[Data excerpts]
# # # #

// File: crates/minichart-core/src/recording.rs
// Summary: Display-list backend that records every draw primitive instead of rasterizing.
// Notes:
// - The log is a shared handle so it stays observable while a chart owns the surface.

use std::cell::{Cell, Ref, RefCell};
use std::rc::Rc;

use skia_safe as skia;

use crate::error::ChartResult;
use crate::geometry::{Point, RectF, Wedge};
use crate::surface::{DrawContext, Surface, TextStyle};
use crate::types::{LogicalSize, PixelSize};

#[derive(Clone, Debug, PartialEq)]
pub enum DrawOp {
    SetScale(f32),
    ClearRect(RectF),
    FillRect { rect: RectF, color: skia::Color },
    FillWedge { wedge: Wedge, color: skia::Color },
    EraseDisk { center: Point, radius: f32 },
    StrokePolyline { points: Vec<Point>, color: skia::Color, width: f32 },
    FillText { text: String, anchor: Point, style: TextStyle },
}

impl DrawOp {
    /// True for ops that put chart geometry on the surface (not clears, transforms or text).
    pub fn is_geometry(&self) -> bool {
        matches!(self, Self::FillRect { .. } | Self::FillWedge { .. } | Self::EraseDisk { .. } | Self::StrokePolyline { .. })
    }
}

/// Shared, cloneable view of recorded ops.
#[derive(Clone, Debug, Default)]
pub struct DrawLog {
    ops: Rc<RefCell<Vec<DrawOp>>>,
    backing_resizes: Rc<Cell<usize>>,
}

impl DrawLog {
    pub fn ops(&self) -> Ref<'_, Vec<DrawOp>> {
        self.ops.borrow()
    }

    pub fn len(&self) -> usize {
        self.ops.borrow().len()
    }

    pub fn is_empty(&self) -> bool {
        self.ops.borrow().is_empty()
    }

    pub fn clear(&self) {
        self.ops.borrow_mut().clear();
    }

    /// Drain and return everything recorded so far.
    pub fn take(&self) -> Vec<DrawOp> {
        std::mem::take(&mut *self.ops.borrow_mut())
    }

    /// How many times the backing buffer was reallocated.
    pub fn backing_resizes(&self) -> usize {
        self.backing_resizes.get()
    }

    fn push(&self, op: DrawOp) {
        self.ops.borrow_mut().push(op);
    }
}

/// `Surface` that never rasterizes; every primitive lands in its `DrawLog`.
#[derive(Debug)]
pub struct RecordingSurface {
    layout: LogicalSize,
    pixel_ratio: f32,
    backing: PixelSize,
    drawable: bool,
    log: DrawLog,
}

impl RecordingSurface {
    pub fn new(layout: LogicalSize, pixel_ratio: f32) -> Self {
        Self { layout, pixel_ratio, backing: PixelSize::default(), drawable: true, log: DrawLog::default() }
    }

    /// A surface without a usable context (e.g. detached from its host).
    pub fn detached(layout: LogicalSize) -> Self {
        Self { drawable: false, ..Self::new(layout, 1.0) }
    }

    pub fn log(&self) -> DrawLog {
        self.log.clone()
    }
}

impl Surface for RecordingSurface {
    fn layout_size(&self) -> LogicalSize { self.layout }

    fn set_layout_size(&mut self, size: LogicalSize) { self.layout = size; }

    fn pixel_ratio(&self) -> f32 { self.pixel_ratio }

    fn set_pixel_ratio(&mut self, ratio: f32) { self.pixel_ratio = ratio; }

    fn backing_size(&self) -> PixelSize { self.backing }

    fn resize_backing(&mut self, size: PixelSize) -> ChartResult<()> {
        self.backing = size;
        let resizes = &self.log.backing_resizes;
        resizes.set(resizes.get() + 1);
        Ok(())
    }

    fn context(&mut self) -> Option<&mut dyn DrawContext> {
        if self.drawable { Some(self) } else { None }
    }
}

impl DrawContext for RecordingSurface {
    fn set_scale(&mut self, ratio: f32) {
        self.log.push(DrawOp::SetScale(ratio));
    }

    fn clear_rect(&mut self, rect: RectF) {
        self.log.push(DrawOp::ClearRect(rect));
    }

    fn fill_rect(&mut self, rect: RectF, color: skia::Color) {
        self.log.push(DrawOp::FillRect { rect, color });
    }

    fn fill_wedge(&mut self, wedge: &Wedge, color: skia::Color) {
        self.log.push(DrawOp::FillWedge { wedge: *wedge, color });
    }

    fn erase_disk(&mut self, center: Point, radius: f32) {
        self.log.push(DrawOp::EraseDisk { center, radius });
    }

    fn stroke_polyline(&mut self, points: &[Point], color: skia::Color, width: f32) {
        self.log.push(DrawOp::StrokePolyline { points: points.to_vec(), color, width });
    }

    fn fill_text(&mut self, text: &str, anchor: Point, style: &TextStyle) {
        self.log.push(DrawOp::FillText { text: text.to_owned(), anchor, style: *style });
    }
}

# # # #

Gather from the records above every line containing the string "drawable".

# ANSWER SECTION:
    drawable: bool,
        Self { layout, pixel_ratio, backing: PixelSize::default(), drawable: true, log: DrawLog::default() }
        Self { drawable: false, ..Self::new(layout, 1.0) }
        if self.drawable { Some(self) } else { None }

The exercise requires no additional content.